• PROBLEM DETAILS:
Using the entries below, copy out all lines where "segments" is found.

• Collected data entries:
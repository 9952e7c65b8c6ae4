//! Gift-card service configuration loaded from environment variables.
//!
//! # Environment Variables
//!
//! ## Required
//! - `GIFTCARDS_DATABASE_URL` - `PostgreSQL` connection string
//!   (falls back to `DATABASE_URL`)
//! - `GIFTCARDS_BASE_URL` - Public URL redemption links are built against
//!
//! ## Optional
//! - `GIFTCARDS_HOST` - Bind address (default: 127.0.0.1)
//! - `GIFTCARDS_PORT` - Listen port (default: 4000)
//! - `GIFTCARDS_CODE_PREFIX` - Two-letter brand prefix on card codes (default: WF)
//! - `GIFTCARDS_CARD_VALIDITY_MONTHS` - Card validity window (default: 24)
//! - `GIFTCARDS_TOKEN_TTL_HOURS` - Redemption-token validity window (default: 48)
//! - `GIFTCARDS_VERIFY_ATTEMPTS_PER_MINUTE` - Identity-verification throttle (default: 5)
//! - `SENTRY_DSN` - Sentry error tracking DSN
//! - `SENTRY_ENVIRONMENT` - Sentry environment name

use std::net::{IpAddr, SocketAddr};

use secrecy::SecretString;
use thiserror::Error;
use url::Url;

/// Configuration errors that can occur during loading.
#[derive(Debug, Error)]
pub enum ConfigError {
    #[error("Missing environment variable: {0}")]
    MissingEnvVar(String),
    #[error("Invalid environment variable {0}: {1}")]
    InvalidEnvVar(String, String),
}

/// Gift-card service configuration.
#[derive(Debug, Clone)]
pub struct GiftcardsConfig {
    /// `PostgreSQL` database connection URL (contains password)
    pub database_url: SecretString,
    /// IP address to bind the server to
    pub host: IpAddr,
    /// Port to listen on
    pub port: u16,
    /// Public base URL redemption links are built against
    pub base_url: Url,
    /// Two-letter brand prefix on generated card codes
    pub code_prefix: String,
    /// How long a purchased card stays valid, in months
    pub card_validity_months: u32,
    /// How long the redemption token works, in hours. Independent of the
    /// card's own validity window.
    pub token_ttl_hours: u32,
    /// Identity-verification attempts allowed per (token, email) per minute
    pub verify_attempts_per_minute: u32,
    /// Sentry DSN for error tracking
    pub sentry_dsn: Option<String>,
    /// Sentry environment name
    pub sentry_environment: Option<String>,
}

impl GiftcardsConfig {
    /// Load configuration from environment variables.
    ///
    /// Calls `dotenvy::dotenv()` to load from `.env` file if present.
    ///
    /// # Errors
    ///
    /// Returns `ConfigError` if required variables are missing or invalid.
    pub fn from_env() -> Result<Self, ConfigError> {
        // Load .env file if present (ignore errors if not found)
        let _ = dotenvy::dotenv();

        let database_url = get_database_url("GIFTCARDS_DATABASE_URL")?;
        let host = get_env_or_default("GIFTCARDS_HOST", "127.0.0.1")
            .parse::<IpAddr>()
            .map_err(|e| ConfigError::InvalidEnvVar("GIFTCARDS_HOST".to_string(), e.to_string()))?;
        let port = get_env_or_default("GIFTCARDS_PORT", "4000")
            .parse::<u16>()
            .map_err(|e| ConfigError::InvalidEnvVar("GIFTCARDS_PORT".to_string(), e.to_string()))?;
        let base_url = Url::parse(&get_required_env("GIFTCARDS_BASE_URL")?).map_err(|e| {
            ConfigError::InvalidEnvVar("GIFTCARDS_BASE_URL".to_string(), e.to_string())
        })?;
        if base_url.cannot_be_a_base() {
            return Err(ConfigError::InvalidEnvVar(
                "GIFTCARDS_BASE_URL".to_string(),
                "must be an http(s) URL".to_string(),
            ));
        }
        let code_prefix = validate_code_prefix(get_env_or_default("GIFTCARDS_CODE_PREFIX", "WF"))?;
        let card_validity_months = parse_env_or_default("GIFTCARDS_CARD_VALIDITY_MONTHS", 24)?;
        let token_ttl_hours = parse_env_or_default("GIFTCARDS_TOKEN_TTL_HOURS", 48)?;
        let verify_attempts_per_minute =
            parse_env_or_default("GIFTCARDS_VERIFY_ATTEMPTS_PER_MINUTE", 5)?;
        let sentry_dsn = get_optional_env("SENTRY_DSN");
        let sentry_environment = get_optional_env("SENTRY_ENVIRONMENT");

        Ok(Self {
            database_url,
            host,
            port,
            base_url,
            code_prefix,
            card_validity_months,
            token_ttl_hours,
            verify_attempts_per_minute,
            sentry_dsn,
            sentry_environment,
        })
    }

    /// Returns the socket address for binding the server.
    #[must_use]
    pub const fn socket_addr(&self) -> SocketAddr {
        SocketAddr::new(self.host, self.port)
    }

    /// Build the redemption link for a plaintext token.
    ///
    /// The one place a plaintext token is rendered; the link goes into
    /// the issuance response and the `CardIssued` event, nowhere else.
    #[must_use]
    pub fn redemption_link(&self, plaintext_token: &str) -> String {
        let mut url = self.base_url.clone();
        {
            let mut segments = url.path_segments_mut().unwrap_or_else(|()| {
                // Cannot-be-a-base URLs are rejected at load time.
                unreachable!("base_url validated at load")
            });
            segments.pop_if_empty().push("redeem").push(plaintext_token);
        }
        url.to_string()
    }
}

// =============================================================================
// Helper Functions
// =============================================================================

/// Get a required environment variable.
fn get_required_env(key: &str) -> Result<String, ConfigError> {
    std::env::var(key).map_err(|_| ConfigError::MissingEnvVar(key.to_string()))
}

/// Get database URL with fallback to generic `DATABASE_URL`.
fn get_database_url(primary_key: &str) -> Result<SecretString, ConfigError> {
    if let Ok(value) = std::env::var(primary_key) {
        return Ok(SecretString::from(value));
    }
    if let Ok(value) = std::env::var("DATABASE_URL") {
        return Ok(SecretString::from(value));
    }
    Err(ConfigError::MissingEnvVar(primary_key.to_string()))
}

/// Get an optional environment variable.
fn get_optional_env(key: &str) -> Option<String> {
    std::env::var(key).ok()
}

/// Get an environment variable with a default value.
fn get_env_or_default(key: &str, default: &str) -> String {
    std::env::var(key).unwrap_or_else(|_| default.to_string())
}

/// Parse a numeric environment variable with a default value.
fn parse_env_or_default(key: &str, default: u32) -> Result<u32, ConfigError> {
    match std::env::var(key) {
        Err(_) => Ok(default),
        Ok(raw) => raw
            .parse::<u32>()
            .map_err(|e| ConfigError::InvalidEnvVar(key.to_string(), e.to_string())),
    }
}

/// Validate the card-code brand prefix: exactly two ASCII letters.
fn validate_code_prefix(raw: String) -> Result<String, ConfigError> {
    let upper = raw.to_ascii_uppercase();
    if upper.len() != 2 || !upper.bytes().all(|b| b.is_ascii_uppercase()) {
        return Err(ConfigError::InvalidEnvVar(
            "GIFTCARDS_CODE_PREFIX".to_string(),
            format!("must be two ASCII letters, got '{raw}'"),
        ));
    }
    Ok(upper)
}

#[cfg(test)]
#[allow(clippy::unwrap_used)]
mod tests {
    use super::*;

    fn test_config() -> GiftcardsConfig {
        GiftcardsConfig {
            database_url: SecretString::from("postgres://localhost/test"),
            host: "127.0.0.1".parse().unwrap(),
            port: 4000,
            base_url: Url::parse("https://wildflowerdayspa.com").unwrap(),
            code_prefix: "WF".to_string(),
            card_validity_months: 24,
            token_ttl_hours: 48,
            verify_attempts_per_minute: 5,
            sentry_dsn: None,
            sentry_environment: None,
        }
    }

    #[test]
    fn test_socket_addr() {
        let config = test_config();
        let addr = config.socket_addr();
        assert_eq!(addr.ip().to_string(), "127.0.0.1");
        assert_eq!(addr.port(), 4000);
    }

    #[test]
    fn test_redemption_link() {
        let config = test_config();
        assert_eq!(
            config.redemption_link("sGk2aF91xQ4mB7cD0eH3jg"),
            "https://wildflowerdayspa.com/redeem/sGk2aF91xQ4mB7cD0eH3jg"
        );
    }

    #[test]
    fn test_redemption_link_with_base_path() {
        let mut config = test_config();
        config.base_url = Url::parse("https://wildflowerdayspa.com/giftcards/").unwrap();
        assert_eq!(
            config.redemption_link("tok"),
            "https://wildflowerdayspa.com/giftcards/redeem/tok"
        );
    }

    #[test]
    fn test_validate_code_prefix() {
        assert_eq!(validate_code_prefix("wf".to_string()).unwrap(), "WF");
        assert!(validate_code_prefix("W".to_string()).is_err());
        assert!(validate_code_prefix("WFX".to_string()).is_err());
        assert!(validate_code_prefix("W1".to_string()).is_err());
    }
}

• SOLUTION TO THIS TASK:
            let mut segments = url.path_segments_mut().unwrap_or_else(|()| {
            segments.pop_if_empty().push("redeem").push(plaintext_token);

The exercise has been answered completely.